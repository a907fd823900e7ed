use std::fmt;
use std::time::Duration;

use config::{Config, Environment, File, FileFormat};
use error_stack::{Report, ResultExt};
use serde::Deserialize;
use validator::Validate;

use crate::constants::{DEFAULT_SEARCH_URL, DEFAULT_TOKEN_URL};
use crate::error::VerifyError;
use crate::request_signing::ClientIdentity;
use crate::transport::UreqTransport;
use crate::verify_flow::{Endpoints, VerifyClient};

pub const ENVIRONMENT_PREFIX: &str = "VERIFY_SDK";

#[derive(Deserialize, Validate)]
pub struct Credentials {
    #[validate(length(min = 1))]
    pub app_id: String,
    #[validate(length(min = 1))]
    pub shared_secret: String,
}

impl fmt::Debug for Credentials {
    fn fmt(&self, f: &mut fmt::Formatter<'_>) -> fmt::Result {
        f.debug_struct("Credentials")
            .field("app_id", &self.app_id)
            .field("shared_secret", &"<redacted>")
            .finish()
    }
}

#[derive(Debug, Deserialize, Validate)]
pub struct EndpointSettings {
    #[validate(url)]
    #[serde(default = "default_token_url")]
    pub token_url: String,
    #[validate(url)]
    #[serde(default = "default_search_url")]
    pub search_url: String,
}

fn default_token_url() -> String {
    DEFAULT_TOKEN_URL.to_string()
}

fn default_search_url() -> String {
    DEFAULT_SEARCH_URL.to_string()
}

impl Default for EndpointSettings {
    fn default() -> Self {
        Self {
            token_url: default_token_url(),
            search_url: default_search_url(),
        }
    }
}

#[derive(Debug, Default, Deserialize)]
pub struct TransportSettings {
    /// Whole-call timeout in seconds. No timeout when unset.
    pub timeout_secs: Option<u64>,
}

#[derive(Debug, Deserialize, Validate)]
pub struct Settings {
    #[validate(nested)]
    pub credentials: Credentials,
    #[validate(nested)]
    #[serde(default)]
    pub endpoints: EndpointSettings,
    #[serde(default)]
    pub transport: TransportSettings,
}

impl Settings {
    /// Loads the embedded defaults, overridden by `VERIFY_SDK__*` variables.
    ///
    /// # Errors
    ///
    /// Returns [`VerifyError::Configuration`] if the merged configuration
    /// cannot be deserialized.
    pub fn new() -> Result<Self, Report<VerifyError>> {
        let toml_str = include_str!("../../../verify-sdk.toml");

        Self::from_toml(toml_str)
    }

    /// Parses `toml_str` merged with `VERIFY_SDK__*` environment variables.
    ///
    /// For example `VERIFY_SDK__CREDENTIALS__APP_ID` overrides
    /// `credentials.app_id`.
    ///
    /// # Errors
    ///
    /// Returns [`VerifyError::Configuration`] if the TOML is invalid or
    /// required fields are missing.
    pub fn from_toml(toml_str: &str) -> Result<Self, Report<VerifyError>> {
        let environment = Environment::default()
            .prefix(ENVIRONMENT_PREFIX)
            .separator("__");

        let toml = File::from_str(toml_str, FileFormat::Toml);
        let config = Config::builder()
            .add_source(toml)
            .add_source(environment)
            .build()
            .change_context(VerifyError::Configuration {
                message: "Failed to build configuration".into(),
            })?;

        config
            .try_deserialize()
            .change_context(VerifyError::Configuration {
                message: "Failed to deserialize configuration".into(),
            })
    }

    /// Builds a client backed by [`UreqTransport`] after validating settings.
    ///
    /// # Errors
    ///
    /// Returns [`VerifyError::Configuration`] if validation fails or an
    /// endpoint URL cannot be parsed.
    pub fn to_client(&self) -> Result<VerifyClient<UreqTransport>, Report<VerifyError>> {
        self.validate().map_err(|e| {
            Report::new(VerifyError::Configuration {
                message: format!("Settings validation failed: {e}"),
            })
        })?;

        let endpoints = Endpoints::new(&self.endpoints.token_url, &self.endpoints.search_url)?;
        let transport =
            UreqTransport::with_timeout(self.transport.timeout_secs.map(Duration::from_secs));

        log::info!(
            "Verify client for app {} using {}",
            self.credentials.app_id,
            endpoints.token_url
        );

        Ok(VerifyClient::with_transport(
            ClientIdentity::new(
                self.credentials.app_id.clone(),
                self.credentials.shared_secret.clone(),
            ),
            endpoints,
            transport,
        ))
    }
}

***

=== Action item ===
Write out every line of the data that holds the word "EndpointSettings".

=== Task result ===
pub struct EndpointSettings {
impl Default for EndpointSettings {
    pub endpoints: EndpointSettings,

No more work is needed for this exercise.